» **Dataset entries**:
● ● ● ● ● ● ●

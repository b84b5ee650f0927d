//! Messages delivered to consumers and their acknowledgment state.

use std::collections::btree_map;
use std::collections::BTreeMap;
use std::fmt;
use std::sync::{Mutex, PoisonError};

use bytes::Bytes;
use tokio::sync::oneshot;
use tokio_util::sync::CancellationToken;

/// String key/value pairs attached to a message.
#[derive(Debug, Clone, Default, PartialEq, Eq)]
pub struct Metadata(BTreeMap<String, String>);

impl Metadata {
    pub fn new() -> Self {
        Self::default()
    }

    /// Returns the value for `key`, or `None` if it is not set.
    pub fn get(&self, key: &str) -> Option<&str> {
        self.0.get(key).map(String::as_str)
    }

    /// Sets `key` to `value`, replacing any previous value.
    pub fn set(&mut self, key: impl Into<String>, value: impl Into<String>) {
        self.0.insert(key.into(), value.into());
    }

    pub fn contains_key(&self, key: &str) -> bool {
        self.0.contains_key(key)
    }

    pub fn len(&self) -> usize {
        self.0.len()
    }

    pub fn is_empty(&self) -> bool {
        self.0.is_empty()
    }

    pub fn iter(&self) -> btree_map::Iter<'_, String, String> {
        self.0.iter()
    }
}

impl<K: Into<String>, V: Into<String>> FromIterator<(K, V)> for Metadata {
    fn from_iter<I: IntoIterator<Item = (K, V)>>(iter: I) -> Self {
        Self(iter.into_iter().map(|(k, v)| (k.into(), v.into())).collect())
    }
}

impl<'a> IntoIterator for &'a Metadata {
    type Item = (&'a String, &'a String);
    type IntoIter = btree_map::Iter<'a, String, String>;

    fn into_iter(self) -> Self::IntoIter {
        self.0.iter()
    }
}

/// Final decision a consumer made about a message.
#[derive(Debug, Clone, Copy, PartialEq, Eq)]
pub enum Acknowledgment {
    Acked,
    Nacked,
}

struct AckSlot {
    state: Option<Acknowledgment>,
    notify: Option<oneshot::Sender<Acknowledgment>>,
}

/// A single message received through a push delivery.
///
/// The consumer owns the message once it is received and settles it with
/// [`ack`](Message::ack) or [`nack`](Message::nack). Only the first decision
/// counts; the push handler answers the originating HTTP request from it.
/// Dropping an unsettled message abandons it, which the handler reports
/// as a failure.
pub struct Message {
    /// Unique identifier of the message
    pub uuid: String,
    /// Raw message body
    pub payload: Bytes,
    /// Message attributes
    pub metadata: Metadata,
    ack: Mutex<AckSlot>,
    context: CancellationToken,
}

impl Message {
    pub fn new(uuid: impl Into<String>, payload: impl Into<Bytes>) -> Self {
        Self {
            uuid: uuid.into(),
            payload: payload.into(),
            metadata: Metadata::new(),
            ack: Mutex::new(AckSlot {
                state: None,
                notify: None,
            }),
            context: CancellationToken::new(),
        }
    }

    /// Marks the message as successfully processed.
    ///
    /// Returns `false` if the message was already nacked. Calling it again
    /// after a successful ack is a no-op returning `true`.
    pub fn ack(&self) -> bool {
        self.settle(Acknowledgment::Acked)
    }

    /// Marks the message as failed.
    ///
    /// Returns `false` if the message was already acked.
    pub fn nack(&self) -> bool {
        self.settle(Acknowledgment::Nacked)
    }

    /// The decision taken so far, if any.
    pub fn acknowledgment(&self) -> Option<Acknowledgment> {
        self.lock_ack().state
    }

    /// Token cancelled once the originating request has been answered.
    pub fn context(&self) -> &CancellationToken {
        &self.context
    }

    pub fn set_context(&mut self, context: CancellationToken) {
        self.context = context;
    }

    /// Returns a receiver resolved by the first ack or nack.
    ///
    /// Only one watcher exists at a time; calling this again replaces the
    /// previous one. If the message is already settled the receiver is
    /// ready immediately. If the message is dropped unsettled the receiver
    /// yields an error.
    pub(crate) fn watch(&self) -> oneshot::Receiver<Acknowledgment> {
        let (tx, rx) = oneshot::channel();
        let mut slot = self.lock_ack();
        match slot.state {
            Some(decision) => {
                let _ = tx.send(decision);
            }
            None => slot.notify = Some(tx),
        }
        rx
    }

    fn settle(&self, decision: Acknowledgment) -> bool {
        let mut slot = self.lock_ack();
        match slot.state {
            Some(existing) => existing == decision,
            None => {
                slot.state = Some(decision);
                if let Some(tx) = slot.notify.take() {
                    let _ = tx.send(decision);
                }
                true
            }
        }
    }

    fn lock_ack(&self) -> std::sync::MutexGuard<'_, AckSlot> {
        self.ack.lock().unwrap_or_else(PoisonError::into_inner)
    }
}

impl fmt::Debug for Message {
    fn fmt(&self, f: &mut fmt::Formatter<'_>) -> fmt::Result {
        f.debug_struct("Message")
            .field("uuid", &self.uuid)
            .field("payload_len", &self.payload.len())
            .field("metadata", &self.metadata)
            .field("acknowledgment", &self.acknowledgment())
            .finish()
    }
}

● ● ● ● ● ● ●

» **WORK ORDER**: Give back, exactly as written, the stretch from the line with "self.0.len()" through the line with "type Item = (&'a String, &'a String);", and no other lines from the records above.

» **ANSWER TO THE PROBLEM**:
        self.0.len()
    }

    pub fn is_empty(&self) -> bool {
        self.0.is_empty()
    }

    pub fn iter(&self) -> btree_map::Iter<'_, String, String> {
        self.0.iter()
    }
}

impl<K: Into<String>, V: Into<String>> FromIterator<(K, V)> for Metadata {
    fn from_iter<I: IntoIterator<Item = (K, V)>>(iter: I) -> Self {
        Self(iter.into_iter().map(|(k, v)| (k.into(), v.into())).collect())
    }
}

impl<'a> IntoIterator for &'a Metadata {
    type Item = (&'a String, &'a String);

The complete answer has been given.